This one has always been with us. Decades ago, I remember a man who went through an ugly divorce in which he never really looked at his own culpability. A couple of years later, he called and said he had finally found the answer! He left a message on my phone and said that we needed to meet immediately. Always a sucker for a request that has a note of drama and intrigue, I set up a time to meet.

I was expecting to hear about a revolutionary spiritual insight, and maybe even an apology for being such a recalcitrant husband, but his professional briefcase suggested something else. As he put the first brochure in front of me, I realized that he came to sell me a nutritional program. This program he stated—with certainty—would have been the answer to his marriage, and he graciously wanted to spare me a life of future misery. He wanted to enlighten me. All I had to do was sign. He might have mentioned something about Jesus; I’m not sure. If he did, he probably said something like, “I’m sure Jesus would have used these supplements.”

His mistake: he believed a physical treatment would solve his spiritual problem. It didn’t and couldn’t. Physical treatments address physical problems and his particular marriage problem was not physical. I know because I witnessed his marital nastiness firsthand. So he might have felt better, but his spiritual problem was still unresolved and he was, in a sense, in greater peril than before.

Why? Because when you love physical treatments, you will spurn spiritual ones. And Scripture teaches that our spiritual interests actually outweigh our physical ones!

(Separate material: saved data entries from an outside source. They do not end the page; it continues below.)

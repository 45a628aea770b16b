mod common;

use axum::{
    body::Body,
    http::{header, Request, StatusCode},
};
use chrono::Utc;
use common::{TestApp, ADMIN_EMAIL, BUYER_EMAIL, TEST_SECRET};
use jsonwebtoken::{encode, EncodingKey, Header};
use marketplace_api::{models::Role, services::IdentityClaim};

#[tokio::test]
async fn registered_email_receives_a_token() {
    let app = TestApp::spawn();
    app.seed_user("u1", BUYER_EMAIL, Role::Buyer);

    let response = app.get(&format!("/jwt?email={}", BUYER_EMAIL), None).await;

    assert_eq!(response.status, StatusCode::OK);
    let token = response.json()["accessToken"].as_str().unwrap().to_string();
    let claim = app.tokens.verify(&token).unwrap();
    assert_eq!(claim.email, BUYER_EMAIL);
}

#[tokio::test]
async fn unregistered_email_gets_an_empty_token() {
    let app = TestApp::spawn();
    app.seed_user("u1", BUYER_EMAIL, Role::Buyer);

    for email in ["nobody@x.com", "BUYER@x.com", ""] {
        let response = app.get(&format!("/jwt?email={}", email), None).await;

        assert_eq!(response.status, StatusCode::FORBIDDEN);
        assert_eq!(response.json(), serde_json::json!({ "accessToken": "" }));
    }
}

#[tokio::test]
async fn missing_header_is_unauthorized_plain_text() {
    let app = TestApp::spawn();
    app.seed_user("123", BUYER_EMAIL, Role::Buyer);

    let response = app.put("/users/admin/123", None).await;

    assert_eq!(response.status, StatusCode::UNAUTHORIZED);
    assert_eq!(response.text(), "unauthorized access");
    assert!(response.headers[header::CONTENT_TYPE]
        .to_str()
        .unwrap()
        .starts_with("text/plain"));
    assert_eq!(app.store.user("123").unwrap().role, Role::Buyer);
}

#[tokio::test]
async fn invalid_token_is_forbidden() {
    let app = TestApp::spawn();
    app.seed_user("u1", ADMIN_EMAIL, Role::Admin);

    let response = app.get("/bookings?email=a@x.com", Some("not-a-token")).await;

    assert_eq!(response.status, StatusCode::FORBIDDEN);
    assert_eq!(
        response.json(),
        serde_json::json!({ "message": "forbidden access" })
    );
}

#[tokio::test]
async fn non_bearer_header_is_forbidden() {
    let app = TestApp::spawn();
    let token = app.token_for(BUYER_EMAIL);

    let request = Request::builder()
        .uri(format!("/bookings?email={}", BUYER_EMAIL))
        .header(header::AUTHORIZATION, format!("Token {}", token))
        .body(Body::empty())
        .unwrap();
    let response = app.send_request(request).await;

    assert_eq!(response.status, StatusCode::FORBIDDEN);
}

#[tokio::test]
async fn expired_token_is_forbidden() {
    let app = TestApp::spawn();
    let past = Utc::now().timestamp() - 7200;
    let claim = IdentityClaim {
        email: BUYER_EMAIL.to_string(),
        iat: past,
        exp: past + 3600,
    };
    let token = encode(
        &Header::default(),
        &claim,
        &EncodingKey::from_secret(TEST_SECRET.as_bytes()),
    )
    .unwrap();

    let response = app
        .get(&format!("/bookings?email={}", BUYER_EMAIL), Some(&token))
        .await;

    assert_eq!(response.status, StatusCode::FORBIDDEN);
}

#[tokio::test]
async fn token_signed_with_another_key_is_forbidden() {
    let app = TestApp::spawn();
    let claim = IdentityClaim {
        email: ADMIN_EMAIL.to_string(),
        iat: Utc::now().timestamp(),
        exp: Utc::now().timestamp() + 3600,
    };
    let forged = encode(
        &Header::default(),
        &claim,
        &EncodingKey::from_secret(b"someone-elses-key"),
    )
    .unwrap();

    let response = app
        .get(&format!("/bookings?email={}", ADMIN_EMAIL), Some(&forged))
        .await;

    assert_eq!(response.status, StatusCode::FORBIDDEN);
}

#[tokio::test]
async fn own_bookings_are_listed() {
    let app = TestApp::spawn();
    app.seed_booking("B1", BUYER_EMAIL, 50.0);
    app.seed_booking("B2", "other@x.com", 75.0);
    let token = app.token_for(BUYER_EMAIL);

    let response = app
        .get(&format!("/bookings?email={}", BUYER_EMAIL), Some(&token))
        .await;

    assert_eq!(response.status, StatusCode::OK);
    let bookings = response.json();
    assert_eq!(bookings.as_array().unwrap().len(), 1);
    assert_eq!(bookings[0]["_id"], "B1");
}

#[tokio::test]
async fn another_users_bookings_are_forbidden() {
    let app = TestApp::spawn();
    app.seed_booking("B2", "other@x.com", 75.0);
    let token = app.token_for(BUYER_EMAIL);

    let response = app.get("/bookings?email=other@x.com", Some(&token)).await;

    assert_eq!(response.status, StatusCode::FORBIDDEN);
}

#[tokio::test]
async fn owner_can_delete_an_unpaid_booking() {
    let app = TestApp::spawn();
    app.seed_booking("B1", BUYER_EMAIL, 50.0);
    let token = app.token_for(BUYER_EMAIL);

    let response = app.delete("/deletebookings/B1", Some(&token)).await;

    assert_eq!(response.status, StatusCode::OK);
    assert_eq!(response.json()["deletedCount"], 1);
    assert!(app.store.booking("B1").is_none());
}

#[tokio::test]
async fn another_users_booking_cannot_be_deleted() {
    let app = TestApp::spawn();
    app.seed_booking("B1", BUYER_EMAIL, 50.0);
    let token = app.token_for("stranger@x.com");

    let response = app.delete("/deletebookings/B1", Some(&token)).await;

    assert_eq!(response.status, StatusCode::FORBIDDEN);
    assert!(app.store.booking("B1").is_some());
}

#[tokio::test]
async fn paid_booking_cannot_be_deleted() {
    let app = TestApp::spawn();
    app.seed_booking("B1", BUYER_EMAIL, 50.0);
    let paid = app
        .post(
            "/payments",
            None,
            serde_json::json!({
                "bookingId": "B1",
                "email": BUYER_EMAIL,
                "amount": 50,
                "transactionId": "T1"
            }),
        )
        .await;
    assert_eq!(paid.status, StatusCode::OK);
    let token = app.token_for(BUYER_EMAIL);

    let response = app.delete("/deletebookings/B1", Some(&token)).await;

    assert_eq!(response.status, StatusCode::CONFLICT);
    assert!(app.store.booking("B1").unwrap().paid);
    assert_eq!(app.store.payments().len(), 1);
}

#[tokio::test]
async fn deleting_a_missing_booking_is_not_found() {
    let app = TestApp::spawn();
    let token = app.token_for(BUYER_EMAIL);

    let response = app.delete("/deletebookings/missing", Some(&token)).await;

    assert_eq!(response.status, StatusCode::NOT_FOUND);
}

Our spiritual health is more important and deserves more attention than our physical health.

For physical training is of some value, but godliness has value for all things, holding promise for both the present life and the life to come (1 Tim. 4:8).

Scripture never demeans the body. Instead, Paul reminds us that godliness—spiritual growth—has benefit for all eternity while even the best combination of aerobic activity, weights and diet will have only temporary benefit. Likewise, physical treatments (medical or the like) can alleviate symptoms, but they can’t make us sin less or be more righteous. If they could, then I would have signed up for this nutritional plan and every other physical treatment that had a remote shot at being helpful.

Today there are even Christian mental health treatments that use sophisticated technology to provide precise brain diagnoses for which they deliver equally precise treatments. These programs claim much more than they can deliver.

Be clear—the more you search for and rest in physical treatments for problems that are spiritual—the less you find rich hope and joy in Christ.